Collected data
_____

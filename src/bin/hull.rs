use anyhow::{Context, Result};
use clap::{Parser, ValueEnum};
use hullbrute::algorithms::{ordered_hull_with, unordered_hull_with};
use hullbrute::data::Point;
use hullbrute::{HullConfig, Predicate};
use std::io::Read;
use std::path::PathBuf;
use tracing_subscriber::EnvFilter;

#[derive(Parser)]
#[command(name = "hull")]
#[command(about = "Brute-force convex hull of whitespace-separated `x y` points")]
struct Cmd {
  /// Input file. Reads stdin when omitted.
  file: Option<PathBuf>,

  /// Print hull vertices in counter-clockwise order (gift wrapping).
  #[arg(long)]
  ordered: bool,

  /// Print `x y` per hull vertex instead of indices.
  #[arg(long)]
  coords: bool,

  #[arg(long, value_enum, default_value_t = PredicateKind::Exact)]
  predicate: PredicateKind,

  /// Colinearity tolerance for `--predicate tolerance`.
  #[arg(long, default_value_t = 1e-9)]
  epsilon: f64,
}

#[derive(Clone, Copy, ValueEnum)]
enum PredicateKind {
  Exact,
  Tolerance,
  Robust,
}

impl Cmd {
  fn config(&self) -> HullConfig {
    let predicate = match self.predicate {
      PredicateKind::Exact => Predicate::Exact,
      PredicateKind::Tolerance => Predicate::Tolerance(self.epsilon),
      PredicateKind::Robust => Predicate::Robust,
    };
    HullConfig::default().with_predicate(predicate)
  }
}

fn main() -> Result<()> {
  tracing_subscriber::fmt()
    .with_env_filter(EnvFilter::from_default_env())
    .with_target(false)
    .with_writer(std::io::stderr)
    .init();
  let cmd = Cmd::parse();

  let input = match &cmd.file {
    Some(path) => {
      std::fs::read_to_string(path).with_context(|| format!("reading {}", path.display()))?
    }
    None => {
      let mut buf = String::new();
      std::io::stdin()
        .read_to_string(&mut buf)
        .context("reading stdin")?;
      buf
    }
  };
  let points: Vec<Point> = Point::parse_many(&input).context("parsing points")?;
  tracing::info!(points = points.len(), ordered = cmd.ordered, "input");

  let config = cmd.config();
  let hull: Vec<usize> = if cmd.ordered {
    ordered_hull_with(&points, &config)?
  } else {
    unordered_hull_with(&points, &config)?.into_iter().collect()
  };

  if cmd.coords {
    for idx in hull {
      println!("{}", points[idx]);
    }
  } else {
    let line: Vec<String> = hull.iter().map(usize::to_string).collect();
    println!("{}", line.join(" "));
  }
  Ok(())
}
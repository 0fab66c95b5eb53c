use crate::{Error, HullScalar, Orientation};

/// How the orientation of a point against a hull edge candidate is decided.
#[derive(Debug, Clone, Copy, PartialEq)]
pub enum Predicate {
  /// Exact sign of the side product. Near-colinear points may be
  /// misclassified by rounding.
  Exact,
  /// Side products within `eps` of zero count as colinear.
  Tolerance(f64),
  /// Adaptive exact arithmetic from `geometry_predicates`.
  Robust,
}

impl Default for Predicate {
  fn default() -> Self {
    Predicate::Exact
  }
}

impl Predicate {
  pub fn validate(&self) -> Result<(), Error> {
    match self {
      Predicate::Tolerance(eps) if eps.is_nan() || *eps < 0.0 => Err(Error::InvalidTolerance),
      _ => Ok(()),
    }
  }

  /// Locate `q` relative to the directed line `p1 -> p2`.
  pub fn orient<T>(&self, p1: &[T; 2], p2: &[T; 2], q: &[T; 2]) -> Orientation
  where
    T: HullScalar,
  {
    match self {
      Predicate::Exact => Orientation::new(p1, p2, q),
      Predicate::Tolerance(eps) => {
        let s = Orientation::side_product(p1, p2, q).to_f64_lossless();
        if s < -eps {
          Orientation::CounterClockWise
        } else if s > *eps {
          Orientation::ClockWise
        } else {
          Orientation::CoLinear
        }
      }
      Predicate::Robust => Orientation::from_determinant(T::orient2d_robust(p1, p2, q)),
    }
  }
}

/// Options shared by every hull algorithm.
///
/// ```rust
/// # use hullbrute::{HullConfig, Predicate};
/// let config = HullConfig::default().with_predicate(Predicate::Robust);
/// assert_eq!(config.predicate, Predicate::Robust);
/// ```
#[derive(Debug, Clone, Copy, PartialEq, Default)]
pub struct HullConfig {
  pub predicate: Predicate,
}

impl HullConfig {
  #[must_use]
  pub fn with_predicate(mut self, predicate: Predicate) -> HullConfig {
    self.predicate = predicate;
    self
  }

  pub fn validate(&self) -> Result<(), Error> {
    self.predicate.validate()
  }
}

_____

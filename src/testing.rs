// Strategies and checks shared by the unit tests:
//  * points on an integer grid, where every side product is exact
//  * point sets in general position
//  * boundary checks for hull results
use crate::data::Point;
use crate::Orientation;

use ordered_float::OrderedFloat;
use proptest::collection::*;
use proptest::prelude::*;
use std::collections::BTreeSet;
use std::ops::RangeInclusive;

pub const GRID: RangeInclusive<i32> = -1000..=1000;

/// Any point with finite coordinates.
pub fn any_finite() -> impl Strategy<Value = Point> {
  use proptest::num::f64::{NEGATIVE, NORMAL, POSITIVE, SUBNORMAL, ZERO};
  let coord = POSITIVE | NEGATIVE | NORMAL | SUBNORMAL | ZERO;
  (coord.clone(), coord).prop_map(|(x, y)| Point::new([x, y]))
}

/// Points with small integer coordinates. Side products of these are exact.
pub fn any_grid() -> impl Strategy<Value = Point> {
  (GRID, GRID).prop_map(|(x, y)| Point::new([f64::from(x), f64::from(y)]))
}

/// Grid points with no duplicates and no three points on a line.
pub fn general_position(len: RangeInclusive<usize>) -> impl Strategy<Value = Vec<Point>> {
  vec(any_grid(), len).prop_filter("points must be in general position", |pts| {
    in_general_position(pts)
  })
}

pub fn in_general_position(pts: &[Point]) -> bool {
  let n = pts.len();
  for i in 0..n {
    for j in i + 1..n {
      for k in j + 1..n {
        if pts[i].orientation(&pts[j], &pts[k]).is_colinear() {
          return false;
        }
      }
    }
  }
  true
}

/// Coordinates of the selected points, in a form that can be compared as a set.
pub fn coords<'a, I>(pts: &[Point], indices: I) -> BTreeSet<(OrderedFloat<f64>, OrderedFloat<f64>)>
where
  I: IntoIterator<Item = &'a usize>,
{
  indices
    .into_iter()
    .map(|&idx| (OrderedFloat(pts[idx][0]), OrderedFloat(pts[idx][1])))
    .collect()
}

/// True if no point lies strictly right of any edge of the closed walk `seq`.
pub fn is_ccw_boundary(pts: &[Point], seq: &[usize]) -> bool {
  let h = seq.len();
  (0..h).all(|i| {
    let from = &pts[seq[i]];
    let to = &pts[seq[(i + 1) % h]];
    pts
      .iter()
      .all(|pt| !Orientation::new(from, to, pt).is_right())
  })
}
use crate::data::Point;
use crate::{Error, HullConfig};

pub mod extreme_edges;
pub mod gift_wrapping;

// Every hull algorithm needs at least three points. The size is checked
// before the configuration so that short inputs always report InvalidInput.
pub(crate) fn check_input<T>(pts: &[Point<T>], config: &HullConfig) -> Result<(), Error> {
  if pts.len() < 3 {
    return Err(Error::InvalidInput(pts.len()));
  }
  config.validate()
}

_____

# Work item
From the records above, extract exactly and only the lines that begin at the line with "filename src/bin/hull.rs" and stop after the line with "#[arg(long, value_enum, default_value_t".

# Task response
filename src/bin/hull.rs
use anyhow::{Context, Result};
use clap::{Parser, ValueEnum};
use hullbrute::algorithms::{ordered_hull_with, unordered_hull_with};
use hullbrute::data::Point;
use hullbrute::{HullConfig, Predicate};
use std::io::Read;
use std::path::PathBuf;
use tracing_subscriber::EnvFilter;

#[derive(Parser)]
#[command(name = "hull")]
#[command(about = "Brute-force convex hull of whitespace-separated `x y` points")]
struct Cmd {
  /// Input file. Reads stdin when omitted.
  file: Option<PathBuf>,

  /// Print hull vertices in counter-clockwise order (gift wrapping).
  #[arg(long)]
  ordered: bool,

  /// Print `x y` per hull vertex instead of indices.
  #[arg(long)]
  coords: bool,

  #[arg(long, value_enum, default_value_t = PredicateKind::Exact)]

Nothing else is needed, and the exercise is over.